Em 2005 Ana Carnaval, da Universidade da Califórnia em Berkeley, Rodrigues, seus alunos e biólogos da Universidade de Costa Rica e do Rio de Janeiro, depois de examinarem 96 sapos de 25 espécies colhidas em 10 pontos diferentes da mata atlântica, ampliaram bastante a área geográfica de alcance do fungo, que, eles concluíram, pode viver em altitudes que variam de 100 a 2.400 metros. Em janeiro deste ano, uma equipe norte-americana da Universidade Cornell, em colaboração com pesquisadores da Universidade Estadual Paulista (Unesp) e da Universidade Estadual de Campinas (Unicamp), indicou que o fungo pode viver em ambientes variados e também em baixas altitudes da mata atlântica. Tudo o que podem fazer por enquanto é seguir os rastros do fungo, já que ainda é difícil cultivar esse organismo em laboratório para estudar em detalhes o seu comportamento.
“As espécies de anfíbios que estão desaparecendo vivem em áreas preservadas do Brasil, da América Central e da Oceania, onde não existem córregos sujos ou poluentes que poderiam ser fatais”, diz Catão. O Brasil é um dos países com uma das maiores diversidades de anfíbios, com quase 900 espécies já identificadas, das quais 16 são consideradas ameaçadas de extinção e uma já extinta. A redução das populações de anfíbios poderia significar um aumento das populações de insetos transmissores de doenças como dengue, malária, febre amarela, “considerando apenas uma visão antropocêntrica”, diz Catão.
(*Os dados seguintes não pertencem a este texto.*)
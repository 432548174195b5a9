use itertools::Itertools;
use serde::{Deserialize, Serialize};

#[derive(Debug, Clone, Default, PartialEq, Eq, Serialize, Deserialize)]
pub struct Transcript {
    pub interjections: Vec<Interjection>,
}

#[derive(Debug, Clone, PartialEq, Eq, Serialize, Deserialize)]
pub struct Interjection {
    pub speaker: String,
    pub words: String,
}

impl Transcript {
    pub fn len(&self) -> usize {
        self.interjections.len()
    }

    pub fn is_empty(&self) -> bool {
        self.interjections.is_empty()
    }

    pub(crate) fn push(&mut self, speaker: &str, words: String) {
        self.interjections.push(Interjection {
            speaker: speaker.to_owned(),
            words,
        });
    }

    /// Renders one `speaker: words` line per interjection.
    pub fn to_lines(&self) -> String {
        self.interjections
            .iter()
            .map(|interjection| format!("{}: {}", interjection.speaker, interjection.words))
            .join("\n")
    }
}

/// The read-only view of a conversation handed to a model client for one turn.
#[derive(Debug, Clone, Copy)]
pub struct History<'a> {
    topic: &'a str,
    transcript: &'a Transcript,
}

impl<'a> History<'a> {
    pub fn new(topic: &'a str, transcript: &'a Transcript) -> Self {
        Self { topic, transcript }
    }

    pub fn topic(&self) -> &'a str {
        self.topic
    }

    pub fn interjections(&self) -> &'a [Interjection] {
        &self.transcript.interjections
    }

    /// Index of the turn about to be generated.
    pub fn turn(&self) -> usize {
        self.transcript.len()
    }

    /// Whether the interjection at `index` was spoken from the same seat as
    /// the turn about to be generated.
    pub fn is_own(&self, index: usize) -> bool {
        index % 2 == self.turn() % 2
    }

    /// The topic followed by one `\n{speaker}: {words}` line per interjection.
    pub fn prompt(&self) -> String {
        let mut prompt = self.topic.to_owned();
        for interjection in self.interjections() {
            prompt.push_str(&format!("\n{}: {}", interjection.speaker, interjection.words));
        }
        prompt
    }
}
Em termos mais amplos, pode dificultar a sobrevivência de outros animais, como aves e répteis, que se alimentam de sapos, rãs e pererecas.
Para ele, o fungo é uma das causas de uma extinção em massa de anfíbios, equivalente a outras já ocorridas na história da Terra, embora não seja o único responsável: “Temos de ter a cabeça aberta para outras possíveis causas”. As principais são a perda ou redução de hábitats e a proliferação de outros parasitas, como os ranavírus, um grupo de vírus letal para os girinos, normalmente resistentes ao fungo.
“Fungos são oportunistas e avançam mais facilmente quando os hospedeiros estão sob estresse ou algum tipo de pressão ambiental”, comenta Selene, oferecendo um exemplo próximo dos humanos: a candidíase, que se manifesta quando as defesas do organismo estão debilitadas. Ela acredita que o Bd não seja ainda tão adaptado a ambientes diferentes quanto os fungos dermatófitos, que causam micoses em animais e em pessoas e se espalham por ambientes domésticos.
No ano passado, uma estudante de veterinária da Unip, Sândara Pimentel Sguario, isolou colônias de fungos de outra espécie, Mycroscoporum canis, em um gato que o namorado dela havia lhe deixado e ela mantinha no quarto. Selene sugeriu e ela colheu amostras de material não só do gato, mas também do tapete, da cama, da cadeira do computador – por todo o quarto – e verificaram que se tratava do mesmo fungo que parasitava o gato. “Ainda não li nem vi nada que indique que o Bd possa infectar as pessoas ou outros mamíferos”, diz Selene. “Em uma perspectiva evolucionária, talvez demore para atingir ou nunca atinja as pessoas.”